***** Source material

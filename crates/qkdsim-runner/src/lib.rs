//! # qkdsim-runner
//!
//! Scenario driver, telemetry recording, and dataset consolidation for the
//! QKD fault-telemetry pipeline.
//!
//! One run wires a topology and one active fault scenario into the
//! physical engine, advances simulated time in fixed sampling intervals,
//! and streams one telemetry row per (link, interval) to a per-scenario
//! CSV file. The six scenario runs are independent (each owns its engine
//! instance and output file) and may execute in parallel. The interval
//! loop inside a run is strictly sequential because engine state
//! accumulates across intervals.

pub mod dataset;
pub mod telemetry;

use parking_lot::Mutex;
use qkdsim_channel::{Bb84Engine, EngineError, QuantumEngine};
use qkdsim_common::{IntervalOutput, RawCounters, SimTime, TelemetrySample};
use qkdsim_faults::{FaultScenario, SCENARIO_NAMES};
use qkdsim_model::{ConfigError, NodeRole, Topology};
use serde::Serialize;
use std::path::{Path, PathBuf};

pub use dataset::{consolidate, ConsolidationError, DATASET_HEADER};
pub use telemetry::{scenario_file, TelemetryWriter};
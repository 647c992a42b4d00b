//! # qkdsim-runner
//!
//! CLI for the QKD fault-telemetry pipeline.
//!
//! Entry point for running fault-conditioned telemetry synthesis against a
//! trusted-node topology and consolidating the per-scenario files into one
//! labeled training dataset.

use clap::{Parser, Subcommand, ValueEnum};
use qkdsim_common::SimTime;
use qkdsim_faults::{FaultScenario, SCENARIO_NAMES};
use qkdsim_model::{load_topology, Topology};
use qkdsim_runner::{
    consolidate, default_failed_relay, run_all_scenarios, run_scenario, scenario_file,
    RunSettings, RunnerError,
};
use std::path::PathBuf;
use tracing_subscriber::{fmt, prelude::*, EnvFilter};

// ============================================================================
// CLI Configuration
// ============================================================================

/// Fault scenario selector for `run`.
#[derive(Clone, Copy, Debug, ValueEnum)]
pub enum ScenarioArg {
    /// Baseline operation, label 0.
    Normal,
    /// Eavesdropper-style QBER ramp, label 1.
    Qber,
    /// Gradual component degradation, label 2.
    Degrade,
    /// Trusted-relay outage, label 3.
    #[value(name = "node_fail")]
    NodeFail,
    /// Detector blinding attack, label 4.
    Blinding,
    /// Trojan-horse probing, label 5.
    Trojan,
}

impl ScenarioArg {
    fn name(&self) -> &'static str {
        match self {
            ScenarioArg::Normal => "normal",
            ScenarioArg::Qber => "qber",
            ScenarioArg::Degrade => "degrade",
            ScenarioArg::NodeFail => "node_fail",
            ScenarioArg::Blinding => "blinding",
            ScenarioArg::Trojan => "trojan",
        }
    }
}

impl std::fmt::Display for ScenarioArg {
    fn fmt(&self, f: &mut std::fmt::Formatter<'_>) -> std::fmt::Result {
        f.write_str(self.name())
    }
}

/// QKDSim - QKD fault telemetry synthesizer
#[derive(Parser, Debug)]
#[command(name = "qkdsim")]
#[command(author, version, about, long_about = None)]
pub struct Cli {
    #[command(subcommand)]
    command: Commands,
}

#[derive(Subcommand, Debug)]
enum Commands {
    /// Run one fault scenario and write its telemetry file
    Run(RunArgs),
    /// Run all six scenarios and write one telemetry file per scenario
    RunAll(RunAllArgs),
    /// Merge the six per-scenario files into one labeled dataset
    Consolidate(ConsolidateArgs),
    /// List the available fault scenarios and their class labels
    Scenarios,
}

#[derive(Parser, Debug)]
struct RunArgs {
    /// Fault scenario to activate
    #[arg(long, value_enum, default_value_t = ScenarioArg::Normal)]
    fault: ScenarioArg,

    /// Output CSV path (defaults to ./data/dataset_<fault>.csv)
    #[arg(long)]
    output: Option<PathBuf>,

    /// Topology YAML file (defaults to the built-in Tokyo reference network)
    #[arg(long)]
    topology: Option<PathBuf>,

    /// Links hit by node_fail (defaults to the links incident to the relay
    /// nearest the detector end)
    #[arg(long)]
    affected_links: Vec<String>,

    #[command(flatten)]
    settings: SettingsArgs,
}

#[derive(Parser, Debug)]
struct RunAllArgs {
    /// Directory receiving the six dataset_<scenario>.csv files
    #[arg(long, default_value = "./data")]
    data_dir: PathBuf,

    /// Topology YAML file (defaults to the built-in Tokyo reference network)
    #[arg(long)]
    topology: Option<PathBuf>,

    /// Skip the consolidation step after the six runs
    #[arg(long)]
    no_consolidate: bool,

    /// Consolidated dataset path (defaults to <data-dir>/dataset_full.csv)
    #[arg(long)]
    output: Option<PathBuf>,

    #[command(flatten)]
    settings: SettingsArgs,
}

#[derive(Parser, Debug)]
struct ConsolidateArgs {
    /// Directory holding the six per-scenario telemetry files
    #[arg(long, default_value = "./data")]
    data_dir: PathBuf,

    /// Consolidated dataset path
    #[arg(long, default_value = "./data/dataset_full.csv")]
    output: PathBuf,
}

#[derive(Parser, Debug)]
struct SettingsArgs {
    /// Simulated duration in seconds
    #[arg(long, default_value_t = 1.0)]
    duration: f64,

    /// Number of sampling intervals
    #[arg(long, default_value_t = 100)]
    samples: usize,

    /// Light-source operating frequency in Hz
    #[arg(long, default_value_t = 1e6)]
    source_frequency: f64,

    /// RNG seed
    #[arg(long, default_value_t = 42)]
    seed: u64,
}

impl SettingsArgs {
    fn to_settings(&self) -> Result<RunSettings, RunnerError> {
        if !(self.duration > 0.0) || !self.duration.is_finite() {
            return Err(RunnerError::Settings(
                "duration must be a positive number of seconds".into(),
            ));
        }
        Ok(RunSettings {
            duration: SimTime::from_ps((self.duration * 1e12) as u64),
            samples: self.samples,
            source_frequency_hz: self.source_frequency,
            seed: self.seed,
        })
    }
}

fn load_or_default_topology(path: &Option<PathBuf>) -> Result<Topology, RunnerError> {
    match path {
        Some(p) => Ok(load_topology(p)?),
        None => Ok(Topology::tokyo_reference()),
    }
}

// ============================================================================
// Entry Point
// ============================================================================


fn main() -> Result<(), RunnerError> {
    // Initialize tracing subscriber with RUST_LOG env filter
    // Default to "warn" level if RUST_LOG is not set
    let filter = EnvFilter::try_from_default_env().unwrap_or_else(|_| EnvFilter::new("warn"));

    tracing_subscriber::registry()
        .with(fmt::layer().with_writer(std::io::stderr))
        .with(filter)
        .init();

    let cli = Cli::parse();

    match cli.command {
        Commands::Run(args) => {
            let settings = args.settings.to_settings()?;
            let topology = load_or_default_topology(&args.topology)?;
            let affected = if args.affected_links.is_empty() {
                default_failed_relay(&topology)
                    .map(|relay| topology.links_incident(&relay))
                    .unwrap_or_default()
            } else {
                args.affected_links.clone()
            };
            let scenario =
                FaultScenario::standard(args.fault.name(), settings.duration, affected)
                    .map_err(|e| RunnerError::Settings(e.to_string()))?;
            let output = args
                .output
                .unwrap_or_else(|| scenario_file(&PathBuf::from("./data"), scenario.name()));

            let mut engine =
                qkdsim_channel::Bb84Engine::new(settings.seed, scenario.label() as u64);
            let summary = run_scenario(&topology, &scenario, &settings, &mut engine, &output)?;
            println!("{}", serde_json::to_string_pretty(&summary)?);
        }
        Commands::RunAll(args) => {
            let settings = args.settings.to_settings()?;
            let topology = load_or_default_topology(&args.topology)?;
            let summaries = run_all_scenarios(&topology, &settings, &args.data_dir)?;
            if !args.no_consolidate {
                let output = args
                    .output
                    .unwrap_or_else(|| args.data_dir.join("dataset_full.csv"));
                let rows = consolidate(&args.data_dir, &output)?;
                tracing::info!(rows, output = %output.display(), "dataset consolidated");
            }
            println!("{}", serde_json::to_string_pretty(&summaries)?);
        }
        Commands::Consolidate(args) => {
            let rows = consolidate(&args.data_dir, &args.output)?;
            tracing::info!(rows, output = %args.output.display(), "dataset consolidated");
            println!(
                "{}",
                serde_json::json!({
                    "output": args.output,
                    "rows": rows,
                })
            );
        }
        Commands::Scenarios => {
            for name in SCENARIO_NAMES {
                let label = qkdsim_faults::FaultScenario::label_for(name)
                    .map_err(|e| RunnerError::Settings(e.to_string()))?;
                println!("{label}  {name}");
            }
        }
    }

    Ok(())
}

**********

• Problem: Would you copy exactly the lines from the one that contains "let label = qkdsim_faults::FaultScenario::label_for(name)" through the final line of the records above, including both?

• Response:
                let label = qkdsim_faults::FaultScenario::label_for(name)
                    .map_err(|e| RunnerError::Settings(e.to_string()))?;
                println!("{label}  {name}");
            }
        }
    }

    Ok(())
}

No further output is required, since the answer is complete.